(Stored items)
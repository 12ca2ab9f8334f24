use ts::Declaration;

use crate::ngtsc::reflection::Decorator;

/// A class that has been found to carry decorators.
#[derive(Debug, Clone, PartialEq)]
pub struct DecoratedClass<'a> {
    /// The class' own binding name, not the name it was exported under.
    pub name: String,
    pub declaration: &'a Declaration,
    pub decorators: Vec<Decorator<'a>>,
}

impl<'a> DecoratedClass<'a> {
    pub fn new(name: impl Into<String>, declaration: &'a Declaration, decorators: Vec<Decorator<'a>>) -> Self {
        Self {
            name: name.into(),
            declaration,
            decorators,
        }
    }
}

...

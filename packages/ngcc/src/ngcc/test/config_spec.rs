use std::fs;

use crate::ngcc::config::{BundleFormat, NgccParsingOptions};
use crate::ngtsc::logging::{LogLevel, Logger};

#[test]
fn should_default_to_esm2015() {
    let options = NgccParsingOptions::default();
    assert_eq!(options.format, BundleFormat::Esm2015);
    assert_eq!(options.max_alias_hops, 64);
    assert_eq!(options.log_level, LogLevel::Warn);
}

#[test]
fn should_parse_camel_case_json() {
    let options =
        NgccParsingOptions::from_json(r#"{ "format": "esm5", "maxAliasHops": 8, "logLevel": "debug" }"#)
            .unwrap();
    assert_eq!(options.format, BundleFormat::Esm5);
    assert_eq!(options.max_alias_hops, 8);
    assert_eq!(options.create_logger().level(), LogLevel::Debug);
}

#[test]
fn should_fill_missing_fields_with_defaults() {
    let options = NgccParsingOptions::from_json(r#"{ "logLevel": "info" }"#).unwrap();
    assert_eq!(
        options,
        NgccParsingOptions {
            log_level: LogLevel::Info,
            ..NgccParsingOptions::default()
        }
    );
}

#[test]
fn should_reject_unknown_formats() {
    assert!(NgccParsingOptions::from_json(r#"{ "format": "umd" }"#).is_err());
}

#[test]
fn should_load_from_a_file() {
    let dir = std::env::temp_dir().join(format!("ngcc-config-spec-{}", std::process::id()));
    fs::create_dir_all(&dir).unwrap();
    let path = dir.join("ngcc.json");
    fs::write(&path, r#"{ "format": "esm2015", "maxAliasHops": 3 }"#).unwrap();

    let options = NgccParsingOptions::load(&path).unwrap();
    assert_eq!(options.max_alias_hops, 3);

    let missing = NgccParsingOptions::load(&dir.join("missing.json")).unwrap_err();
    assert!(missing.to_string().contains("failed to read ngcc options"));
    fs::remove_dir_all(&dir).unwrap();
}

◆ What you are asked to do ◆
All lines above from the one containing "assert_eq!(options.create_logger().level(), LogLevel::Debug);" to the one containing "let options = NgccParsingOptions::load(&path).unwrap();" must be repeated exactly, both lines included, and no others.

◆ Task solution ◆
    assert_eq!(options.create_logger().level(), LogLevel::Debug);
}

#[test]
fn should_fill_missing_fields_with_defaults() {
    let options = NgccParsingOptions::from_json(r#"{ "logLevel": "info" }"#).unwrap();
    assert_eq!(
        options,
        NgccParsingOptions {
            log_level: LogLevel::Info,
            ..NgccParsingOptions::default()
        }
    );
}

#[test]
fn should_reject_unknown_formats() {
    assert!(NgccParsingOptions::from_json(r#"{ "format": "umd" }"#).is_err());
}

#[test]
fn should_load_from_a_file() {
    let dir = std::env::temp_dir().join(format!("ngcc-config-spec-{}", std::process::id()));
    fs::create_dir_all(&dir).unwrap();
    let path = dir.join("ngcc.json");
    fs::write(&path, r#"{ "format": "esm2015", "maxAliasHops": 3 }"#).unwrap();

    let options = NgccParsingOptions::load(&path).unwrap();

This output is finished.